Supplied material:
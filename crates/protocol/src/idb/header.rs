//! IDB header
//!
//! ```text
//! ┌──────────┬───────────┬──────────────────┬─────────────────┐
//! │ Country  │ Algorithm │ Certificate ref  │ Signature date  │
//! │ C40 (2B) │ (1B)      │ (5B)             │ masked (4B)     │
//! └──────────┴───────────┴──────────────────┴─────────────────┘
//!             └──────────── signed barcodes only ──────────────┘
//! ```

use crate::binary::{read_array, read_u8, write_bytes, write_u8, BinaryRead, BinaryWrite};
use crate::c40;
use crate::date::{MaskedDate, MASKED_DATE_LEN};
use crate::error::{ProtocolError, Result};
use std::io::{Cursor, Read, Write};

/// Length of an unsigned header
pub const UNSIGNED_HEADER_LEN: usize = 2;

/// Length of a signed header
pub const SIGNED_HEADER_LEN: usize = 12;

/// Length of the certificate reference in a signed header
pub const CERTIFICATE_REFERENCE_LEN: usize = 5;

/// Signature algorithm declared in a signed header
#[derive(Debug, Clone, Copy, PartialEq, Eq, Hash)]
#[repr(u8)]
pub enum SignatureAlgorithm {
    EcdsaSha256 = 0x01,
    EcdsaSha384 = 0x02,
    EcdsaSha512 = 0x03,
}

impl SignatureAlgorithm {
    pub fn from_byte(byte: u8) -> Result<Self> {
        match byte {
            0x01 => Ok(SignatureAlgorithm::EcdsaSha256),
            0x02 => Ok(SignatureAlgorithm::EcdsaSha384),
            0x03 => Ok(SignatureAlgorithm::EcdsaSha512),
            other => Err(ProtocolError::OutOfRange {
                field: "signature algorithm",
                value: other as u16,
            }),
        }
    }

    pub fn as_byte(self) -> u8 {
        self as u8
    }
}

/// Signature fields of a signed header
#[derive(Debug, Clone, PartialEq, Eq)]
pub struct IdbSignatureInfo {
    pub algorithm: SignatureAlgorithm,
    pub certificate_reference: [u8; CERTIFICATE_REFERENCE_LEN],
    pub signature_creation_date: MaskedDate,
}

impl BinaryRead for IdbSignatureInfo {
    fn read_from<R: Read>(reader: &mut R) -> Result<Self> {
        let algorithm = SignatureAlgorithm::from_byte(read_u8(reader, "signature algorithm")?)?;
        let certificate_reference = read_array(reader, "certificate reference")?;
        let date = read_array::<_, MASKED_DATE_LEN>(reader, "signature creation date")?;
        Ok(Self {
            algorithm,
            certificate_reference,
            signature_creation_date: MaskedDate::decode(&date)?,
        })
    }
}

impl BinaryWrite for IdbSignatureInfo {
    fn write_to<W: Write>(&self, writer: &mut W) -> Result<()> {
        write_u8(writer, self.algorithm.as_byte())?;
        write_bytes(writer, &self.certificate_reference)?;
        write_bytes(writer, &self.signature_creation_date.encode())
    }

    fn serialized_size(&self) -> usize {
        SIGNED_HEADER_LEN - UNSIGNED_HEADER_LEN
    }
}

/// IDB header
#[derive(Debug, Clone, PartialEq, Eq)]
pub struct IdbHeader {
    /// Issuing country, filler as `<`
    pub country_identifier: String,
    /// Present exactly when the barcode is signed
    pub signature: Option<IdbSignatureInfo>,
}

impl IdbHeader {
    /// Header of an unsigned barcode
    pub fn unsigned(country_identifier: impl Into<String>) -> Result<Self> {
        let country_identifier = country_identifier.into().to_ascii_uppercase();
        if c40::normalize(&country_identifier).chars().count() != 3 {
            return Err(ProtocolError::InvalidLength {
                what: "country identifier",
                got: country_identifier.len(),
            });
        }
        Ok(Self {
            country_identifier,
            signature: None,
        })
    }

    /// Header of a signed barcode
    pub fn signed(country_identifier: impl Into<String>, info: IdbSignatureInfo) -> Result<Self> {
        let mut header = Self::unsigned(country_identifier)?;
        header.signature = Some(info);
        Ok(header)
    }

    pub fn is_signed(&self) -> bool {
        self.signature.is_some()
    }

    /// Decode a complete header; its length selects the layout
    pub fn decode(bytes: &[u8]) -> Result<Self> {
        let signed = match bytes.len() {
            UNSIGNED_HEADER_LEN => false,
            SIGNED_HEADER_LEN => true,
            other => {
                return Err(ProtocolError::InvalidLength {
                    what: "IDB header",
                    got: other,
                })
            }
        };
        Self::read_from_payload(&mut Cursor::new(bytes), signed)
    }

    /// Read a header whose layout is fixed by the barcode flag
    pub fn read_from_payload<R: Read>(reader: &mut R, signed: bool) -> Result<Self> {
        let country = c40::decode(&read_array::<_, 2>(reader, "country identifier")?)?;
        let signature = if signed {
            Some(IdbSignatureInfo::read_from(reader)?)
        } else {
            None
        };
        Ok(Self {
            country_identifier: country.replace(' ', "<"),
            signature,
        })
    }
}

impl BinaryWrite for IdbHeader {
    fn write_to<W: Write>(&self, writer: &mut W) -> Result<()> {
        write_bytes(writer, &c40::encode(&self.country_identifier)?)?;
        match &self.signature {
            Some(info) => info.write_to(writer),
            None => Ok(()),
        }
    }

    fn serialized_size(&self) -> usize {
        if self.is_signed() {
            SIGNED_HEADER_LEN
        } else {
            UNSIGNED_HEADER_LEN
        }
    }
}
//! ICAO Seal Cryptographic Operations
//!
//! ECDSA signing and verification for Visible Digital Seals and IDB barcodes:
//! - Curve inference from raw key lengths (P-256, P-384, P-521)
//! - Field-size-driven digest selection (SHA-224 to SHA-512)
//! - Raw `r ‖ s` signatures on the wire, DER for verification
//!
//! # Security Features
//!
//! - **Zeroization**: private scalars are held in `zeroize::Zeroizing`
//! - **Feature-gated curves**: `p256`, `p384` and `p521` can be disabled
//!
//! # Example
//!
//! ```
//! use icao_seal_crypto::{sign_seal, verify_seal, EcCurve, PrivateKey, SignOptions};
//! use icao_seal_protocol::{Seal, Tlv, VdsHeader, VdsVersion};
//! use chrono::NaiveDate;
//!
//! # fn example() -> Result<(), Box<dyn std::error::Error>> {
//! let date = NaiveDate::from_ymd_opt(2024, 1, 1).unwrap();
//! let header = VdsHeader::new(VdsVersion::V4, "UTO", "UTTS", "5B", date, date, 0x5E03)?;
//! let mut seal = Seal::new(header, vec![Tlv::new(0x02, vec![0x01])?]);
//!
//! let key = PrivateKey::generate(EcCurve::P256)?;
//! sign_seal(&mut seal, &key, SignOptions::default())?;
//! assert!(verify_seal(&seal, &key.public_key()?, SignOptions::default())?);
//! # Ok(())
//! # }
//! ```

pub mod digest;
pub mod ecdsa;
pub mod error;
pub mod keys;
pub mod signing;

// Re-export commonly used types
pub use digest::DigestAlgorithm;
pub use error::{CryptoError, Result};
pub use keys::{EcCurve, PrivateKey, PublicKey};
pub use signing::{sign_barcode, sign_seal, verify_barcode, verify_seal, SignOptions};

#[cfg(feature = "p256")]
pub use p256;

#[cfg(feature = "p384")]
pub use p384;

#[cfg(feature = "p521")]
pub use p521;
//! Unified error type for the public API
//!
//! The protocol and crypto crates keep their own error types for precise
//! handling. This type wraps both so callers of the high-level API deal with
//! a single error.
//!
//! # Example
//!
//! ```no_run
//! use icao_seal::{IcaoSealError, SealDocument};
//!
//! fn read_seal(bytes: &[u8]) -> Result<(), IcaoSealError> {
//!     let document = SealDocument::decode(bytes)?;
//!     println!("{}", document.schema_name());
//!     Ok(())
//! }
//! ```

use icao_seal_crypto::CryptoError;
use icao_seal_protocol::ProtocolError;
use thiserror::Error;

/// Unified error type for all seal and barcode operations
///
/// # Error Categories
///
/// - **Protocol**: malformed wire data, schema mismatches, bad field values
/// - **Crypto**: key, digest or signature failures
/// - **Builder**: a builder was finished without a required setting
#[derive(Debug, Error)]
pub enum IcaoSealError {
    /// Wire format or schema error
    #[error("Protocol error: {0}")]
    Protocol(#[from] ProtocolError),

    /// Signing or verification error
    #[error("Crypto error: {0}")]
    Crypto(#[from] CryptoError),

    /// Builder finished without a required setting
    #[error("Missing required field: {field}")]
    MissingRequiredField { field: &'static str },
}

impl IcaoSealError {
    /// The underlying protocol error, including one raised inside a crypto operation
    pub fn protocol_error(&self) -> Option<&ProtocolError> {
        match self {
            Self::Protocol(e) | Self::Crypto(CryptoError::Protocol(e)) => Some(e),
            _ => None,
        }
    }

    /// Returns true if this is a wire format or schema error
    pub fn is_protocol_error(&self) -> bool {
        self.protocol_error().is_some()
    }

    /// Returns true if this is a cryptographic error
    pub fn is_crypto_error(&self) -> bool {
        matches!(self, Self::Crypto(e) if !matches!(e, CryptoError::Protocol(_)))
    }

    /// Returns true if the data did not match the expected schema
    pub fn is_schema_error(&self) -> bool {
        self.protocol_error()
            .map(ProtocolError::is_schema_error)
            .unwrap_or(false)
    }

    /// Returns a suggestion for resolving this error
    pub fn suggestion(&self) -> Option<&str> {
        match self {
            Self::Crypto(CryptoError::UnsupportedFieldSize(_)) => {
                Some("Curves wider than 512 bits need SignOptions { prehash: true }")
            }
            Self::Crypto(CryptoError::MissingSignatureAlgorithm) => {
                Some("Call BarcodeBuilder::signed_by before signing a barcode")
            }
            Self::MissingRequiredField { .. } => Some("Set the field on the builder before building"),
            _ => self.protocol_error().and_then(ProtocolError::suggestion),
        }
    }
}
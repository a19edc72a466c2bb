//! Tag-length-value primitive
//!
//! Seals and barcodes are flat sequences of TLV entries with a one byte tag
//! and a DER-style length:
//!
//! ```text
//! ┌──────────┬──────────────────────────────┬─────────────┐
//! │ Tag (1B) │ Length (1-4B)                │ Value       │
//! └──────────┴──────────────────────────────┴─────────────┘
//!
//! length ≤ 127   → 0xxxxxxx
//! length ≤ 2^8-1 → 0x81 LL
//! length ≤ 2^16-1→ 0x82 LL LL
//! length ≤ 2^24-1→ 0x83 LL LL LL
//! ```

use crate::error::{ProtocolError, Result};

/// Largest value length representable by the supported length forms
pub const MAX_VALUE_LENGTH: usize = 0x00FF_FFFF;

/// ASN.1 tag of a DER INTEGER
pub const DER_INTEGER_TAG: u8 = 0x02;

/// ASN.1 tag of a DER SEQUENCE
pub const DER_SEQUENCE_TAG: u8 = 0x30;

/// A single tag-value entry
#[derive(Debug, Clone, PartialEq, Eq, Hash)]
pub struct Tlv {
    pub tag: u8,
    pub value: Vec<u8>,
}

impl Tlv {
    /// Create an entry, rejecting values too long for the length field
    pub fn new(tag: u8, value: impl Into<Vec<u8>>) -> Result<Self> {
        let value = value.into();
        if value.len() > MAX_VALUE_LENGTH {
            return Err(ProtocolError::InvalidLength {
                what: "TLV value",
                got: value.len(),
            });
        }
        Ok(Self { tag, value })
    }

    /// Total encoded size: tag, length field and value
    pub fn encoded_len(&self) -> usize {
        1 + length_field_len(self.value.len()) + self.value.len()
    }

    /// Encode as tag, DER length, value
    pub fn to_bytes(&self) -> Vec<u8> {
        let mut out = Vec::with_capacity(self.encoded_len());
        self.write_into(&mut out);
        out
    }

    /// Append the encoding to an existing buffer
    pub fn write_into(&self, out: &mut Vec<u8>) {
        out.push(self.tag);
        encode_length(self.value.len(), out);
        out.extend_from_slice(&self.value);
    }

    /// Decode the single entry at the start of `bytes`
    ///
    /// Trailing bytes after the entry are ignored. A declared length larger
    /// than the remaining buffer is reported as [`ProtocolError::MalformedLength`].
    pub fn decode_one(bytes: &[u8]) -> Result<Self> {
        let (tag, header_len, value_len) = read_header(bytes)?;
        let end = header_len + value_len;
        if end > bytes.len() {
            return Err(ProtocolError::MalformedLength(format!(
                "declared length {} exceeds the {} remaining bytes",
                value_len,
                bytes.len() - header_len
            )));
        }
        Ok(Self {
            tag,
            value: bytes[header_len..end].to_vec(),
        })
    }

    /// Decode a flat sequence of entries filling the whole buffer
    pub fn decode_all(bytes: &[u8]) -> Result<Vec<Self>> {
        let mut entries = Vec::new();
        let mut rest = bytes;
        while !rest.is_empty() {
            let (tag, header_len, value_len) = read_header(rest)?;
            let end = header_len + value_len;
            if end > rest.len() {
                return Err(ProtocolError::TruncatedInput("TLV value"));
            }
            entries.push(Self {
                tag,
                value: rest[header_len..end].to_vec(),
            });
            rest = &rest[end..];
        }
        Ok(entries)
    }
}

/// Concatenate the encodings of a list of entries
pub fn encode_all(entries: &[Tlv]) -> Vec<u8> {
    let mut out = Vec::with_capacity(entries.iter().map(Tlv::encoded_len).sum());
    for entry in entries {
        entry.write_into(&mut out);
    }
    out
}

/// Number of bytes the DER length field occupies for `len`
pub fn length_field_len(len: usize) -> usize {
    if len < 0x80 {
        1
    } else {
        1 + significant_bytes(len)
    }
}

/// Append the minimal DER length encoding of `len`
pub fn encode_length(len: usize, out: &mut Vec<u8>) {
    if len < 0x80 {
        out.push(len as u8);
        return;
    }
    let count = significant_bytes(len);
    out.push(0x80 | count as u8);
    out.extend_from_slice(&len.to_be_bytes()[std::mem::size_of::<usize>() - count..]);
}

/// Decode a DER length field, returning `(length, bytes consumed)`
pub fn decode_length(bytes: &[u8]) -> Result<(usize, usize)> {
    let first = *bytes
        .first()
        .ok_or(ProtocolError::TruncatedInput("TLV length"))?;
    if first < 0x80 {
        return Ok((first as usize, 1));
    }
    let count = (first & 0x7F) as usize;
    if !(1..=3).contains(&count) {
        return Err(ProtocolError::MalformedLength(format!(
            "unsupported length prefix 0x{:02X}",
            first
        )));
    }
    let extension = bytes
        .get(1..=count)
        .ok_or(ProtocolError::TruncatedInput("TLV length"))?;
    let len = extension
        .iter()
        .fold(0usize, |acc, byte| (acc << 8) | *byte as usize);
    Ok((len, 1 + count))
}

/// Encode a non-negative big-endian magnitude as a DER INTEGER
///
/// Redundant leading zeros are stripped and a zero byte is prepended when
/// the high bit of the first remaining byte is set.
pub fn der_integer(magnitude: &[u8]) -> Tlv {
    let first_nonzero = magnitude
        .iter()
        .position(|b| *b != 0)
        .unwrap_or(magnitude.len());
    let trimmed = &magnitude[first_nonzero..];

    let mut value = Vec::with_capacity(trimmed.len() + 1);
    match trimmed.first() {
        None => value.push(0),
        Some(b) if b & 0x80 != 0 => {
            value.push(0);
            value.extend_from_slice(trimmed);
        }
        Some(_) => value.extend_from_slice(trimmed),
    }
    Tlv {
        tag: DER_INTEGER_TAG,
        value,
    }
}

fn read_header(bytes: &[u8]) -> Result<(u8, usize, usize)> {
    let tag = *bytes.first().ok_or(ProtocolError::TruncatedInput("TLV tag"))?;
    let (value_len, length_len) = decode_length(&bytes[1..])?;
    Ok((tag, 1 + length_len, value_len))
}

fn significant_bytes(len: usize) -> usize {
    let bits = usize::BITS - len.leading_zeros();
    bits.div_ceil(8).max(1) as usize
}
//! Error types for postmortem pattern analysis.

use thiserror::Error;

/// Result type alias for postmortem pattern operations.
pub type Result<T> = std::result::Result<T, Error>;

/// Unified error type shared across the workspace.
#[derive(Error, Debug)]
pub enum Error {
    // Configuration errors (10-19)
    #[error("configuration error: {0}")]
    Config(String),

    #[error("invalid configuration: {0}")]
    InvalidConfig(String),

    // Source errors (20-29)
    #[error("source store failed: {0}")]
    Source(String),

    #[error("malformed source record: {0}")]
    MalformedRecord(String),

    // Catalog errors (30-39)
    #[error("pattern catalog failed: {0}")]
    Catalog(String),

    #[error("pattern not found: {pattern_id}")]
    PatternNotFound { pattern_id: String },

    #[error("invalid pattern id: {0}")]
    InvalidPatternId(String),

    // Analysis errors (40-49)
    #[error("analysis failed: {0}")]
    Analysis(String),

    // I/O errors (60-69)
    #[error("I/O error: {0}")]
    Io(#[from] std::io::Error),

    #[error("JSON serialization error: {0}")]
    Json(#[from] serde_json::Error),
}

impl Error {
    /// Returns the error code for this error type.
    /// Used for detailed error reporting in JSON output.
    pub fn code(&self) -> u32 {
        match self {
            Error::Config(_) => 10,
            Error::InvalidConfig(_) => 11,
            Error::Source(_) => 20,
            Error::MalformedRecord(_) => 21,
            Error::Catalog(_) => 30,
            Error::PatternNotFound { .. } => 31,
            Error::InvalidPatternId(_) => 32,
            Error::Analysis(_) => 40,
            Error::Io(_) => 60,
            Error::Json(_) => 61,
        }
    }
}

#[cfg(test)]
mod tests {
    use super::*;

    #[test]
    fn codes_are_grouped_by_concern() {
        assert_eq!(Error::Config("x".into()).code(), 10);
        assert_eq!(Error::Source("x".into()).code(), 20);
        assert_eq!(
            Error::PatternNotFound {
                pattern_id: "PAT-001".into()
            }
            .code(),
            31
        );
        let io = std::io::Error::new(std::io::ErrorKind::Other, "disk");
        assert_eq!(Error::from(io).code(), 60);
    }

    #[test]
    fn pattern_not_found_message_names_id() {
        let err = Error::PatternNotFound {
            pattern_id: "PAT-014".into(),
        };
        assert_eq!(err.to_string(), "pattern not found: PAT-014");
    }
}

What you should do:
Bring together each line above where the string "IcaoSealError" turns up.

Written answer:
//! use icao_seal::{IcaoSealError, SealDocument};
//! fn read_seal(bytes: &[u8]) -> Result<(), IcaoSealError> {
pub enum IcaoSealError {
impl IcaoSealError {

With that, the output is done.